New Western sanctions issued this week will inflict little extra pain on Russia's already weakened economy and are unlikely to change policy toward Ukraine in the near term.
After three rounds of sanctions, the United States and Europe have hit 66 individuals with travel bans and assets freezes. The U.S. has gone further by targeting 18 Russian companies.
But exports of energy and commodities -- the mainstay of Russia's $2 trillion economy -- are unaffected and financial sanctions are limited to small banking groups.
The U.S. included Igor Sechin, the CEO of state-controlled oil giant Rosneft, and his fellow director Sergei Chemezov, on its updated sanctions list Monday.

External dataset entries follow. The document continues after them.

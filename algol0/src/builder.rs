//! Draft AST construction
//!
//! Filters the derivation tree down to the nodes that carry meaning.
//! Helper nonterminals are spliced into their nearest kept ancestor and
//! punctuation is dropped, so operator chains come out as flat
//! operand/operator/operand lists under an `ExprArith` or `Cond` node.

use tracing::debug;

use crate::token::TokenKind;
use crate::tree::{Label, ParseTree, Tree, Variable};
use crate::{CompileError, Result};

/// Filter a derivation tree into a draft AST
pub fn build(tree: &ParseTree) -> Result<Tree> {
    if !tree.is(Variable::Program) {
        return Err(CompileError::malformed(format!(
            "derivation tree is rooted at {}, not <Program>",
            tree.label
        )));
    }

    let draft = Tree::node(Variable::Program, filter_children(tree));
    debug!(nodes = draft.size(), "built draft AST");
    Ok(draft)
}

fn filter_children(tree: &ParseTree) -> Vec<Tree> {
    let mut kept = Vec::new();
    for child in &tree.children {
        filter_into(child, &mut kept);
    }
    kept
}

fn filter_into(tree: &ParseTree, out: &mut Vec<Tree>) {
    match &tree.label {
        Label::NonTerminal(variable) if is_kept_variable(*variable) => {
            out.push(Tree::node(*variable, filter_children(tree)));
        }
        Label::NonTerminal(_) => {
            for child in &tree.children {
                filter_into(child, out);
            }
        }
        Label::Terminal(token) if is_kept_terminal(token.kind) => {
            out.push(Tree::leaf(token.clone()));
        }
        Label::Terminal(_) => {}
    }
}

fn is_kept_variable(variable: Variable) -> bool {
    matches!(
        variable,
        Variable::Program
            | Variable::Code
            | Variable::Assign
            | Variable::If
            | Variable::While
            | Variable::For
            | Variable::Print
            | Variable::Read
            | Variable::ExprArith
            | Variable::Cond
    )
}

fn is_kept_terminal(kind: TokenKind) -> bool {
    kind.is_operator() || matches!(kind, TokenKind::VarName | TokenKind::Number | TokenKind::Beg | TokenKind::End)
}

#[cfg(test)]
mod tests {
    use super::*;
    use crate::parser::parse;

    fn draft(source: &str) -> Tree {
        build(&parse(source).unwrap()).unwrap()
    }

    fn labels(tree: &Tree) -> Vec<String> {
        tree.children.iter().map(|c| c.label.to_string()).collect()
    }

    #[test]
    fn test_program_frame() {
        let tree = draft("begin end");
        assert_eq!(labels(&tree), vec!["begin", "<Code>", "end"]);
        assert!(tree.children[1].children.is_empty());
    }

    #[test]
    fn test_statements_are_spliced_into_code() {
        let tree = draft("begin read(a); print(a); b := a end");
        let code = &tree.children[1];
        assert_eq!(labels(code), vec!["<Read>", "<Print>", "<Assign>"]);
        assert_eq!(labels(&code.children[0]), vec!["a"]);
    }

    #[test]
    fn test_expression_chain_is_flat() {
        let tree = draft("begin x := a + b * -c end");
        let assign = &tree.children[1].children[0];
        assert_eq!(labels(assign), vec!["x", "<ExprArith>"]);
        assert_eq!(labels(&assign.children[1]), vec!["a", "+", "b", "*", "-", "c"]);
    }

    #[test]
    fn test_parenthesized_expression_stays_nested() {
        let tree = draft("begin x := (a + b) * c end");
        let expr = &tree.children[1].children[0].children[1];
        assert_eq!(labels(expr), vec!["<ExprArith>", "*", "c"]);
        assert_eq!(labels(&expr.children[0]), vec!["a", "+", "b"]);
    }

    #[test]
    fn test_condition_chain_and_control_shapes() {
        let tree = draft("begin if a = 1 or not b > 2 then print(a) else endif end");
        let if_node = &tree.children[1].children[0];
        assert_eq!(labels(if_node), vec!["<Cond>", "<Code>", "<Code>"]);

        let cond = &if_node.children[0];
        assert_eq!(
            labels(cond),
            vec!["<ExprArith>", "=", "<ExprArith>", "or", "not", "<ExprArith>", ">", "<ExprArith>"]
        );
        assert!(if_node.children[2].children.is_empty());
    }

    #[test]
    fn test_for_shape() {
        let tree = draft("begin for i from 0 by 1 to n do print(i) endwhile end");
        let for_node = &tree.children[1].children[0];
        assert_eq!(
            labels(for_node),
            vec!["i", "<ExprArith>", "<ExprArith>", "<ExprArith>", "<Code>"]
        );
    }

    #[test]
    fn test_filtering_is_idempotent() {
        let parse_tree = parse("begin while n > 0 do n := n - 1 endwhile end").unwrap();
        assert_eq!(build(&parse_tree).unwrap(), build(&parse_tree).unwrap());
    }

    #[test]
    fn test_rejects_non_program_root() {
        let tree = Tree::node(Variable::Code, Vec::new());
        let err = build(&tree).unwrap_err();
        assert!(err.is_internal());
    }
}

The companies the U.S. named were all linked to officials and oligarchs already designated last month, and the list did not include Rosneft itself or gas exporter Gazprom (GZPFY).
Senior U.S. government officials concede they're not expecting an immediate change in policy. They say a graduated approach -- including the threat of sanctions on sectors of the Russian economy, such as energy or finance -- will effect Moscow's calculus over time.
Sanctions, and the risk of an escalation in the Ukraine crisis, have already had an impact on Russia's economy. Lackluster growth in 2013 could be replaced by recession later this year as investors at home and abroad dump Russian assets, sending the ruble tumbling and inflation surging.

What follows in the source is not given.